Introduction
Soil microorganisms participate in almost all biogeochemical cycles and
are extremely important for maintaining soil ecosystem functions
(Bardgett & van der Putten 2014; Wagg et al. 2019; Zhou et
al. 2020), whilst a large body of literature has documented that soil
ecosystem functions can be threatened by land use change possibly due to
loss of microbial biodiversity under land disturbance (Cardinaleet al. 2012; Allan et al. 2015). For instance, previous
studies have found that high microbial diversity is of stability via
recruitment from the indigenous taxa pools, and hence land use change
may lead to alpha diversity in decoupling of plant and microbial
community (Allan et al. 2015; Zhou et al. 2020). While
land use change, as a key component of global change, has occurred
worldwide, particularly, recent land use change has induced dramatic
alterations in vegetation type and microbial attributes (Cardinaleet al. 2012; Cheng et al. 2013; Allan et al. 2015),
and thus concurrently can affect belowground biodiversity and ecosystem
functioning. However, the relationship between soil microbial
biodiversity and ecosystem functions in response to land use change
remains largely uncertain due to soil microorganisms’ huge diversity
with the taxa ranging from hundreds to thousands per gram of soil
(Torsvik & Øvreås 2002; Bardgett & van der Putten 2014).

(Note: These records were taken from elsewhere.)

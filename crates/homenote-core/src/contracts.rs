//! Easy-contract analysis
//!
//! Submitting uploads the contract scans, creates the analysis and moves
//! the [`AnalysisContext`] to `Processing`. The result normally arrives
//! over SSE; [`EasyContractService::refresh_status`] polls instead.

use crate::analysis::{AnalysisContext, AnalysisResultEvent};
use crate::error::{ServiceError, ServiceResult};
use crate::models::{EasyContract, EasyContractRequest, EasyContractSummary};
use crate::uploads::{UploadFile, UploadService};
use homenote_client::{endpoints, ApiClient};

#[derive(Debug, Clone)]
pub struct EasyContractService {
    client: ApiClient,
    uploads: UploadService,
    analysis: AnalysisContext,
}

impl EasyContractService {
    #[must_use]
    pub fn new(client: ApiClient, uploads: UploadService, analysis: AnalysisContext) -> Self {
        Self {
            client,
            uploads,
            analysis,
        }
    }

    /// Shared analysis state
    #[inline]
    #[must_use]
    pub fn analysis(&self) -> &AnalysisContext {
        &self.analysis
    }

    /// Upload `files` and start an analysis
    ///
    /// # Errors
    /// - `ServiceError::Validation` when `files` is empty
    /// - upload and API errors as returned by the backend
    pub async fn submit(&self, files: &[UploadFile]) -> ServiceResult<EasyContract> {
        if files.is_empty() {
            return Err(ServiceError::Validation(
                "select at least one contract file".to_string(),
            ));
        }

        let assets = self.uploads.upload_all(files).await?;
        let request = EasyContractRequest {
            file_asset_ids: assets.iter().map(|asset| asset.id).collect(),
        };
        let contract: EasyContract = self
            .client
            .post_data(endpoints::EASY_CONTRACTS, &request)
            .await?;

        self.analysis.begin(contract.id);
        if contract.status.is_terminal() {
            self.track(&contract);
        }
        Ok(contract)
    }

    /// Fetch one analysis
    pub async fn get(&self, id: u64) -> ServiceResult<EasyContract> {
        Ok(self.client.get_data(&contract_path(id)).await?)
    }

    /// All analyses of the member
    pub async fn list(&self) -> ServiceResult<Vec<EasyContractSummary>> {
        Ok(self.client.get_data(endpoints::EASY_CONTRACTS).await?)
    }

    /// Delete an analysis; clears the context if it was being tracked
    pub async fn delete(&self, id: u64) -> ServiceResult<()> {
        self.client.delete(&contract_path(id)).await?;
        if self.analysis.current().easy_contract_id == Some(id) {
            self.analysis.clear();
        }
        Ok(())
    }

    /// Fetch the analysis and feed its status into the context
    pub async fn refresh_status(&self, id: u64) -> ServiceResult<EasyContract> {
        let contract = self.get(id).await?;
        self.track(&contract);
        Ok(contract)
    }

    fn track(&self, contract: &EasyContract) {
        self.analysis.apply_result(AnalysisResultEvent {
            easy_contract_id: contract.id,
            status: contract.status,
            error: None,
        });
    }
}

fn contract_path(id: u64) -> String {
    format!("{}/{id}", endpoints::EASY_CONTRACTS)
}
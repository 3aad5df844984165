use homenote_cli::{build_cli, logging, run};

#[tokio::main]
async fn main() {
    let matches = build_cli().get_matches();
    logging::init(matches.get_flag("verbose"));

    if let Err(e) = run(&matches).await {
        tracing::debug!("Command failed: {:?}", e);
        eprintln!("error: {e:#}");
        std::process::exit(1);
    }
}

Numerous studies conducted with plants and microbes support a consensus
view that the relationship between microbial biodiversity and ecosystem
functioning (i.e. BEF relationship) is the fundamental in addressing
global environment changes (Tilman et al. 2014; Isbell et
al. 2015). Some studies have generated that ecosystem functions
decrease with the loss of biodiversity in the experiments and
observation (Tilman et al. 2014; Meyer et al. 2018), as
well as in the meta-analyses (Cardinale et al. 2012;
Delgado-Baquerizo et al. 2016b; Zhou et al. 2020).
Generally, the linear BEF relationship suggests that each species has a
proportional effect on ecosystem function with no functional redundancy
(Delgado-Baquerizo et al. 2016a; Trivedi et al. 2019a).
Whereas, the logarithmic BEF relationship indicates that a small loss of
biodiversity has a minimal or none impact on ecosystem due to the
functional redundant (Louca et al. 2016; Trivedi et al.2019a).
Soil ecosystem functions such as the board (widely dispreads living
microbe, e.g. decomposition) and specialized (i.e. ammoxidation) levels
are critical for ecosystem energy gaining and nitrogen supplying
processes (Bender et al. 2016; Manning et al. 2018; Zhouet al. 2020). And determining the BEF relationship at the broad
and specialized level is of pivotal significance to estimate the impact
of diversity losses induced by land use change on ecosystem functioning
such as soil carbon sequestration or decomposition (Allan et al.2015; Delgado-Baquerizo et al. 2016a; van der Plas 2019). It has
been argued that these two ecosystem functions are known as relatively
independent microorganisms’ communities (Srivastava & Vellend 2005;
Delgado-Baquerizo et al. 2016a). For microbial keystone taxa
usually drive community richness and function irrespective of their
abundance (Banerjee et al. 2018), consequently, changes in
keystone taxa can affect soil ecosystem function and reconstruct the BEF
relationship. A big challenge is how to explicitly identify the
relationship of the board and specialized functions with microorganisms
in response to land use change. Although most of these interactions of
microbes living network cannot directly observe, the network-based
analytical approach is a useful tool to infer the microbial interaction
and keystone species of the complex network (Deng et al. 2012;
Weiss et al. 2016). Thus, the construction of a co-occurrence
network enables our disentangling the BEF relationship under land use
change.
In this study, we identified the BEF relationship under land use change
in the Danjiangkou Reservoir area in central China. After the project of
Middle Route of China’s South-to-North Water transfer Project was
constructed, large areas of cropland have been converted to shrubland
and woodland since 1980s (Cheng et al. 2013). Our previous
studies have demonstrated afforested lands enhanced soil quality, and
microbial activities (Cheng et al. 2013; Feng et al.2018). Therefore, the variations in soil microbial communities and
diversity are expected across over 30 years of land use change in our
study site, which is useful to evaluate the relationship between
microbial diversity for both broad (i.e. microbial basal respiration)
and specialized function (i.e nitrification rate). Here, we hypothesize
that: (i) the pattern of BEF relationship would vary with across land
use change in the status that land use change would substantially alter
soil microbial communities; (ii) considering for environmental changes
across different land use types, the role of maintaining nitrification
rate shifts between AOA and AOB possibly due to niche differentiation.